Stored items:
++++++

/// A converted field value
#[derive(Debug, Clone, PartialEq, Serialize)]
#[serde(untagged)]
pub enum Value {
    /// Whole number
    Int(i64),
    /// Decimal number
    Float(f64),
    /// Flag
    Bool(bool),
    /// Text
    Text(String),
    /// Version number
    Version(Version),
    /// Device type
    DeviceType(DeviceType),
    /// Relay mode
    RelayMode(RelayMode),
    /// Communication mode
    CommunicationMode(CommunicationMode),
}

impl Value {
    /// Integer value; `None` for floats
    pub fn as_i64(&self) -> Option<i64> {
        match self {
            Value::Int(v) => Some(*v),
            _ => None,
        }
    }

    /// Numeric value as a float
    pub fn as_f64(&self) -> Option<f64> {
        match self {
            Value::Int(v) => Some(*v as f64),
            Value::Float(v) => Some(*v),
            _ => None,
        }
    }

    /// Flag value
    pub fn as_bool(&self) -> Option<bool> {
        match self {
            Value::Bool(v) => Some(*v),
            _ => None,
        }
    }

    /// Text value
    pub fn as_str(&self) -> Option<&str> {
        match self {
            Value::Text(v) => Some(v),
            _ => None,
        }
    }
}

impl fmt::Display for Value {
    fn fmt(&self, f: &mut fmt::Formatter<'_>) -> fmt::Result {
        match self {
            Value::Int(v) => write!(f, "{v}"),
            Value::Float(v) => write!(f, "{v}"),
            Value::Bool(v) => write!(f, "{v}"),
            Value::Text(v) => f.write_str(v),
            Value::Version(v) => write!(f, "{v}"),
            Value::DeviceType(v) => write!(f, "{v}"),
            Value::RelayMode(v) => write!(f, "{v}"),
            Value::CommunicationMode(v) => write!(f, "{v}"),
        }
    }
}

/// Field values parsed out of an answer
pub type ValueDict = BTreeMap<Field, Value>;

/// Turns captured text into a [`Value`]
#[derive(Debug, Clone, Copy)]
pub enum Converter {
    /// Integer
    Int,
    /// Float
    Float,
    /// Float multiplied by a factor (e.g. volts reported as mV)
    Scaled(f64),
    /// `on`/`off`, `true`/`false`, `1`/`0`
    Bool,
    /// Trimmed text
    Text,
    /// `major.minor.patch`
    Version,
    /// Device type name
    DeviceType,
    /// `khz`/`mhz`
    RelayMode,
    /// `serial`/`analog`/`manual`
    CommunicationMode,
    /// Derived from fields converted before it; has no capture group
    Computed(fn(&ValueDict) -> Option<Value>),
}

impl Converter {
    fn convert(&self, raw: &str) -> Option<Value> {
        let raw = raw.trim();
        match self {
            Converter::Int => raw.parse().ok().map(Value::Int),
            Converter::Float => raw.parse().ok().map(Value::Float),
            Converter::Scaled(factor) => raw.parse::<f64>().ok().map(|v| Value::Float(v * factor)),
            Converter::Bool => match raw.to_ascii_lowercase().as_str() {
                "on" | "true" | "1" | "yes" => Some(Value::Bool(true)),
                "off" | "false" | "0" | "no" => Some(Value::Bool(false)),
                _ => None,
            },
            Converter::Text => Some(Value::Text(raw.to_string())),
            Converter::Version => raw.parse().ok().map(Value::Version),
            Converter::DeviceType => raw.parse().ok().map(Value::DeviceType),
            Converter::RelayMode => RelayMode::parse(raw).map(Value::RelayMode),
            Converter::CommunicationMode => {
                CommunicationMode::parse(raw).map(Value::CommunicationMode)
            }
            Converter::Computed(_) => None,
        }
    }

    /// Regex fragment matching what this converter accepts
    fn sub_pattern(&self) -> &'static str {
        match self {
            Converter::Int => r"-?\d+",
            Converter::Float | Converter::Scaled(_) => r"-?\d+(?:\.\d+)?",
            Converter::Bool => r"[A-Za-z01]+",
            Converter::Text => r"[^#\n]*",
            Converter::Version => r"v?\d+\.\d+\.\d+",
            Converter::DeviceType | Converter::RelayMode | Converter::CommunicationMode => {
                r"[A-Za-z]+"
            }
            Converter::Computed(_) => "",
        }
    }
}

/// Where a converted value lands
#[derive(Debug, Clone, Copy)]
pub enum FieldSlot {
    /// Fixed field
    Plain(Field),
    /// Index taken from the `index` capture group
    Indexed(IndexedField),
}

/// One field of a validator
#[derive(Debug, Clone, Copy)]
pub struct FieldDef {
    /// Where the value goes
    pub slot: FieldSlot,
    /// How the captured text is read
    pub converter: Converter,
}

impl FieldDef {
    /// Capture group named after `field`
    pub fn new(field: Field, converter: Converter) -> Self {
        Self {
            slot: FieldSlot::Plain(field),
            converter,
        }
    }

    /// Capture groups `<field>` and `index`
    pub fn indexed(field: IndexedField, converter: Converter) -> Self {
        Self {
            slot: FieldSlot::Indexed(field),
            converter,
        }
    }

    /// Value computed from the fields before it
    pub fn computed(field: Field, compute: fn(&ValueDict) -> Option<Value>) -> Self {
        Self::new(field, Converter::Computed(compute))
    }

    /// Every concrete field this definition can produce
    pub fn fields(&self) -> Vec<Field> {
        match self.slot {
            FieldSlot::Plain(field) => vec![field],
            FieldSlot::Indexed(indexed) => (1..=IndexedField::CHANNELS)
                .map(|k| indexed.field(k))
                .collect(),
        }
    }
}

/// Regex with named groups plus the converters for those groups
#[derive(Debug, Clone)]
pub struct AnswerValidator {
    regex: Regex,
    fields: Vec<FieldDef>,
}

++++++

__How to complete this task__
Restate each of the records exactly, leaving nothing out.

__Result for this exercise__
/// A converted field value
#[derive(Debug, Clone, PartialEq, Serialize)]
#[serde(untagged)]
pub enum Value {
    /// Whole number
    Int(i64),
    /// Decimal number
    Float(f64),
    /// Flag
    Bool(bool),
    /// Text
    Text(String),
    /// Version number
    Version(Version),
    /// Device type
    DeviceType(DeviceType),
    /// Relay mode
    RelayMode(RelayMode),
    /// Communication mode
    CommunicationMode(CommunicationMode),
}

impl Value {
    /// Integer value; `None` for floats
    pub fn as_i64(&self) -> Option<i64> {
        match self {
            Value::Int(v) => Some(*v),
            _ => None,
        }
    }

    /// Numeric value as a float
    pub fn as_f64(&self) -> Option<f64> {
        match self {
            Value::Int(v) => Some(*v as f64),
            Value::Float(v) => Some(*v),
            _ => None,
        }
    }

    /// Flag value
    pub fn as_bool(&self) -> Option<bool> {
        match self {
            Value::Bool(v) => Some(*v),
            _ => None,
        }
    }

    /// Text value
    pub fn as_str(&self) -> Option<&str> {
        match self {
            Value::Text(v) => Some(v),
            _ => None,
        }
    }
}

impl fmt::Display for Value {
    fn fmt(&self, f: &mut fmt::Formatter<'_>) -> fmt::Result {
        match self {
            Value::Int(v) => write!(f, "{v}"),
            Value::Float(v) => write!(f, "{v}"),
            Value::Bool(v) => write!(f, "{v}"),
            Value::Text(v) => f.write_str(v),
            Value::Version(v) => write!(f, "{v}"),
            Value::DeviceType(v) => write!(f, "{v}"),
            Value::RelayMode(v) => write!(f, "{v}"),
            Value::CommunicationMode(v) => write!(f, "{v}"),
        }
    }
}

/// Field values parsed out of an answer
pub type ValueDict = BTreeMap<Field, Value>;

/// Turns captured text into a [`Value`]
#[derive(Debug, Clone, Copy)]
pub enum Converter {
    /// Integer
    Int,
    /// Float
    Float,
    /// Float multiplied by a factor (e.g. volts reported as mV)
    Scaled(f64),
    /// `on`/`off`, `true`/`false`, `1`/`0`
    Bool,
    /// Trimmed text
    Text,
    /// `major.minor.patch`
    Version,
    /// Device type name
    DeviceType,
    /// `khz`/`mhz`
    RelayMode,
    /// `serial`/`analog`/`manual`
    CommunicationMode,
    /// Derived from fields converted before it; has no capture group
    Computed(fn(&ValueDict) -> Option<Value>),
}

impl Converter {
    fn convert(&self, raw: &str) -> Option<Value> {
        let raw = raw.trim();
        match self {
            Converter::Int => raw.parse().ok().map(Value::Int),
            Converter::Float => raw.parse().ok().map(Value::Float),
            Converter::Scaled(factor) => raw.parse::<f64>().ok().map(|v| Value::Float(v * factor)),
            Converter::Bool => match raw.to_ascii_lowercase().as_str() {
                "on" | "true" | "1" | "yes" => Some(Value::Bool(true)),
                "off" | "false" | "0" | "no" => Some(Value::Bool(false)),
                _ => None,
            },
            Converter::Text => Some(Value::Text(raw.to_string())),
            Converter::Version => raw.parse().ok().map(Value::Version),
            Converter::DeviceType => raw.parse().ok().map(Value::DeviceType),
            Converter::RelayMode => RelayMode::parse(raw).map(Value::RelayMode),
            Converter::CommunicationMode => {
                CommunicationMode::parse(raw).map(Value::CommunicationMode)
            }
            Converter::Computed(_) => None,
        }
    }

    /// Regex fragment matching what this converter accepts
    fn sub_pattern(&self) -> &'static str {
        match self {
            Converter::Int => r"-?\d+",
            Converter::Float | Converter::Scaled(_) => r"-?\d+(?:\.\d+)?",
            Converter::Bool => r"[A-Za-z01]+",
            Converter::Text => r"[^#\n]*",
            Converter::Version => r"v?\d+\.\d+\.\d+",
            Converter::DeviceType | Converter::RelayMode | Converter::CommunicationMode => {
                r"[A-Za-z]+"
            }
            Converter::Computed(_) => "",
        }
    }
}

/// Where a converted value lands
#[derive(Debug, Clone, Copy)]
pub enum FieldSlot {
    /// Fixed field
    Plain(Field),
    /// Index taken from the `index` capture group
    Indexed(IndexedField),
}

/// One field of a validator
#[derive(Debug, Clone, Copy)]
pub struct FieldDef {
    /// Where the value goes
    pub slot: FieldSlot,
    /// How the captured text is read
    pub converter: Converter,
}

impl FieldDef {
    /// Capture group named after `field`
    pub fn new(field: Field, converter: Converter) -> Self {
        Self {
            slot: FieldSlot::Plain(field),
            converter,
        }
    }

    /// Capture groups `<field>` and `index`
    pub fn indexed(field: IndexedField, converter: Converter) -> Self {
        Self {
            slot: FieldSlot::Indexed(field),
            converter,
        }
    }

    /// Value computed from the fields before it
    pub fn computed(field: Field, compute: fn(&ValueDict) -> Option<Value>) -> Self {
        Self::new(field, Converter::Computed(compute))
    }

    /// Every concrete field this definition can produce
    pub fn fields(&self) -> Vec<Field> {
        match self.slot {
            FieldSlot::Plain(field) => vec![field],
            FieldSlot::Indexed(indexed) => (1..=IndexedField::CHANNELS)
                .map(|k| indexed.field(k))
                .collect(),
        }
    }
}

/// Regex with named groups plus the converters for those groups
#[derive(Debug, Clone)]
pub struct AnswerValidator {
    regex: Regex,
    fields: Vec<FieldDef>,
}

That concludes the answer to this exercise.